IMARHAN

Cela fait 15 ans que la culture Touareg fascine le monde. Leurs chants poétiques, sacrés, inspirent les songwriters occidentaux comme Kurt Vile ou José Gonzales, tandis que la virtuosité de leurs jeux de guitares fascinent les guitares héros comme Jimmy Page; enfin la spiritualité et l’hypnotisme méditatif impressionne les producteurs de musique électronique tel Four Tet.

 

En deux albums, Imarhan est devenu un emblème de la nouvelle génération Touareg, insufflant à l’Assouf, le blues du désert un vent nouveau. Là où la majorité des productions Touareg actuelles s’exilent aux Etats-Unis, le quintet mené par Sadam s’inscrit dans leur culture, leur ville, la capitale des Touaregs aux portes ouvertes sur le désert.
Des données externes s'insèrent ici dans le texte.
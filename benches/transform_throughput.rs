//! Compile and transform throughput benchmarks
//!
//! Measures:
//! - Stylesheet compilation
//! - Serialized transformation with varying record counts (1, 10, 100, 1000)
//! - Pull consumption through the record cursor
//!
//! Run benchmarks: `cargo bench --bench transform_throughput`

use criterion::{BenchmarkId, Criterion, Throughput, criterion_group, criterion_main};
use trellis::TransformBuilder;

/// A report-style stylesheet exercising sorting, keys, numbering and AVTs.
fn report_stylesheet() -> &'static str {
    r#"<xsl:stylesheet version="1.0" xmlns:xsl="http://www.w3.org/1999/XSL/Transform">
        <xsl:output method="xml" indent="yes"/>
        <xsl:strip-space elements="*"/>
        <xsl:key name="byRegion" match="record" use="@region"/>
        <xsl:template match="/">
            <report count="{count(records/record)}">
                <xsl:apply-templates select="records/record">
                    <xsl:sort select="value" data-type="number" order="descending"/>
                </xsl:apply-templates>
            </report>
        </xsl:template>
        <xsl:template match="record">
            <row id="{@id}" peers="{count(key('byRegion', @region))}">
                <xsl:number/>
                <xsl:text>. </xsl:text>
                <xsl:value-of select="name"/>
                <xsl:if test="value &gt; 500"><flag>high</flag></xsl:if>
            </row>
        </xsl:template>
    </xsl:stylesheet>"#
}

/// Generate an input document with `count` records
fn generate_records(count: usize) -> String {
    let mut xml = String::from("<records>");
    for i in 0..count {
        xml.push_str(&format!(
            r#"<record id="r{}" region="{}"><name>Record {}</name><value>{}</value></record>"#,
            i,
            ["north", "south", "east", "west"][i % 4],
            i,
            (i * 37) % 1000
        ));
    }
    xml.push_str("</records>");
    xml
}

fn benchmark_compile(c: &mut Criterion) {
    let stylesheet = report_stylesheet();
    c.bench_function("compile_report_stylesheet", |b| {
        b.iter(|| {
            TransformBuilder::new()
                .with_stylesheet_source(stylesheet, "report.xsl")
                .build()
                .expect("Failed to compile stylesheet")
        });
    });
}

fn benchmark_transform_throughput(c: &mut Criterion) {
    let mut group = c.benchmark_group("transform_throughput");
    let transformer = TransformBuilder::new()
        .with_stylesheet_source(report_stylesheet(), "report.xsl")
        .build()
        .expect("Failed to compile stylesheet");

    for count in [1, 10, 100, 1000] {
        group.throughput(Throughput::Elements(count as u64));
        let source = generate_records(count);

        group.bench_with_input(BenchmarkId::new("records", count), &source, |b, source| {
            b.iter(|| transformer.transform_str(source).expect("Failed to transform"));
        });
    }

    group.finish();
}

fn benchmark_record_cursor(c: &mut Criterion) {
    let mut group = c.benchmark_group("record_cursor");
    let transformer = TransformBuilder::new()
        .with_stylesheet_source(report_stylesheet(), "report.xsl")
        .build()
        .expect("Failed to compile stylesheet");

    let count = 100;
    let source = generate_records(count);
    group.throughput(Throughput::Elements(count as u64));
    group.bench_function("pull_records", |b| {
        b.iter(|| {
            let document = transformer.parse_document(&source).expect("Failed to parse input");
            transformer
                .records(&document)
                .map(|r| r.expect("Failed to transform"))
                .count()
        });
    });

    group.finish();
}

criterion_group!(
    benches,
    benchmark_compile,
    benchmark_transform_throughput,
    benchmark_record_cursor
);
criterion_main!(benches);
pub mod ast;
pub mod axes;
pub mod context;
pub mod datasource;
pub mod engine;
pub mod error;
pub mod fragment;
pub mod functions;
pub mod operators;
pub mod parser;

pub use ast::{Axis, BinaryOperator, Expression, LocationPath, NodeTest, NodeTypeTest, Step};
pub use context::{ContextResolver, SimpleResolver, XML_NAMESPACE};
pub use datasource::{DataSourceNode, NodeType, QName};
pub use engine::{EvaluationContext, XPathValue, evaluate, number_to_string, string_to_number};
pub use fragment::{FragmentName, FragmentNode, ResultFragment};
pub use functions::FunctionRegistry;

// Re-export test utilities for integration testing in downstream crates
pub use datasource::tests;
pub use error::XPathError;
pub use parser::parse_expression;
En créant Aboogi, leur studio au coeur de Tamanrasset et du Hoggar, Imarhan se fait porte-parole de la jeune génération Touareg, grande oubliée des gouvernements de la région.

 

Avec ce troisième album Aboogi, Imarhan manipule les rites et l’ancestralité des Touaregs. En réunissant le poète légendaire Japonais (récemment décédé), le musicien conteur Abdallah Ag Alhousseyni, Imarhan se veut rassembleur. Quand ils enregistrent avec le gallois Gruff Rhys des Super Furry Animals, leur songwriting génial et universel prend ici tout son sens. En invitant la chanteuse Soudanaise Sulafa Elyas, on comprend qu’Imarhan est ouvert à toute l’Afrique, défenseurs des Touaregs mais surtout porte-parole de la nouvelle génération africaine.

 

On y parle du lien à la nature, de l’oppression, de la jeunesse perdue mais aussi et surtout d’espoir et de lutte sur des riffs de guitare ensablés, des choeurs envoûtants et des paroles en forme de poésie des grands espaces.